Todd acknowledged that there was added pressure to get the sequel right after fan response to the first film, which earned $69 million at the box office, was mixed at best.
"Especially because a lot of the fans, as much as they went and saw After, they weren't necessarily happy with the way it turned out," the 31-year-old author tells ET, "so we learned from that mistake for sure. I also agreed with them, in a way, so I get it. But there was a little more pressure just because we already had all the success, so when you have that, there's obviously a little more pressure."
Todd promised fans will "definitely" be satisfied with the follow-up movie, which is directed by Cruel Intentions filmmaker Roger Kumble, and lightens up in tone and leans into the subversive, dark humor the 1999 teen film made famous. "Fans in other [countries] have seen it. They're all like, 'This is exactly what we wanted,' so I'm like, 'Yay, we listened to you. We figured it out.'"
While After established Hardin as a mysterious bad boy who Tessa quickly falls in love with and has lots of sex with, After We Collided digs into why he may be the way he is. See: an abusive father and a traumatizing childhood.

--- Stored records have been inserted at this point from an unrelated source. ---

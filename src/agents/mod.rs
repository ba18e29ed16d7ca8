pub mod notifier;
pub mod service_control;
pub mod service_lifecycle;
pub mod update_cycle;
#[cfg(windows)]
pub mod windows_host;

pub use notifier::{DesktopNotifier, NotificationKind, Notifier};
pub use service_control::ServiceControlAgent;
pub use service_lifecycle::ServiceController;
pub use update_cycle::{CycleRunner, CycleSummary, UpdateCycleRunner};
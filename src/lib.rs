pub mod config;
pub mod errors;
pub mod models;
pub mod store;

pub use config::{AppConfig, SkinKind};
pub use errors::{QuizError, SessionError, StoreError, ValidationError};
pub use models::{PerformanceTier, Question, QuestionSet, QuestionSetDraft, QuizResult, QuizSession};
pub use store::QuestionSetStore;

"When they talk about the story, they always talk about the sex or this or that, but they never talk about the trauma, the therapy, the years of time they spent apart, so I was so glad to talk about that because otherwise, at the end of the day, you just have a bad boy who's a jerk for no reason," Todd explains. "It doesn't have any depth, so a lot of times, I get very frustrated when people don't read the books or... in the first movie, we don't understand why he is that way. We focused heavily on, or as heavy as we could, on him... He has mental health problems and he has an addiction and it's not just a cute boy who's mean sometimes."

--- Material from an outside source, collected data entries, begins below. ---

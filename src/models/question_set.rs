//! A named, ordered collection of questions. On disk only the questions are
//! stored; the name comes from the file name.
use super::Question;
use crate::errors::ValidationError;

#[derive(Clone, Debug, PartialEq, Eq)]
pub struct QuestionSet {
    pub name: String,
    pub questions: Vec<Question>,
}

impl QuestionSet {
    pub fn new(name: impl Into<String>, questions: Vec<Question>) -> Self {
        Self {
            name: name.into(),
            questions,
        }
    }

    pub fn len(&self) -> usize {
        self.questions.len()
    }

    pub fn is_empty(&self) -> bool {
        self.questions.is_empty()
    }
}

/// Checks a set is ready to be saved. Duplicate question text is allowed.
pub fn validate_question_set(name: &str, questions: &[Question]) -> Result<(), ValidationError> {
    if name.trim().is_empty() {
        return Err(ValidationError::EmptyName);
    }
    if questions.is_empty() {
        return Err(ValidationError::EmptySet);
    }
    Ok(())
}

#[cfg(test)]
mod tests {
    use super::*;

    fn sample_question() -> Question {
        Question {
            text: "2+2=?".to_string(),
            options: ["3", "4", "5", "6"].map(str::to_string),
            correct_answer: "4".to_string(),
        }
    }

    #[test]
    fn test_valid_set() {
        assert_eq!(validate_question_set("Maths", &[sample_question()]), Ok(()));
    }

    #[test]
    fn test_blank_name_rejected() {
        assert_eq!(
            validate_question_set("  ", &[sample_question()]),
            Err(ValidationError::EmptyName)
        );
    }

    #[test]
    fn test_name_checked_before_questions() {
        assert_eq!(validate_question_set("", &[]), Err(ValidationError::EmptyName));
    }

    #[test]
    fn test_empty_set_rejected() {
        assert_eq!(validate_question_set("Maths", &[]), Err(ValidationError::EmptySet));
    }

    #[test]
    fn test_duplicate_questions_allowed() {
        let questions = vec![sample_question(), sample_question()];
        assert!(validate_question_set("Maths", &questions).is_ok());

        let set = QuestionSet::new("Maths", questions);
        assert_eq!(set.len(), 2);
        assert!(!set.is_empty());
    }
}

Hardin's personal journey in the sequel may tee up where he goes in the third and fourth movies, which are already filming in Europe. "Yeah, definitely," Todd hints. "If they go the right way, then yes, the goal would be to show a full-on character arc and development for both of them. But especially for him and his addictions." Though she wouldn't divulge what awaits the characters in the coming movies, she said fans need not worry: "I'm excited and happy for the fans that they get the next movies."
Langford and Fiennes Tiffin said it was exciting reading the next chapters in Tessa and Hardin's love story.

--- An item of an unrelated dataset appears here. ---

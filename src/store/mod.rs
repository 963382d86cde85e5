pub mod json_store;

pub use json_store::{DEFAULT_SETS_DIR, QuestionSetStore};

"Reading a script for the first time, you have this bit of sweet reaction where it's a bit like, 'Aww,' but 'aww' because it's over and yeah, I don't know what we can and can't say. But I think it's bittersweet. If I can wrap it up in one word, that would be it," Langford says.
"It feels like we're in a pretty nice pace and it's kind of routine now, to be honest," Fiennes Tiffin adds. "We're really lucky to have this same base, same production, same people. We just pick up where we left off each time and it's a real luxury, to be honest, to have the same team [and] to be working with each time."
After We Collided is available in select theaters and On Demand in the U.S. on Friday, Oct. 23.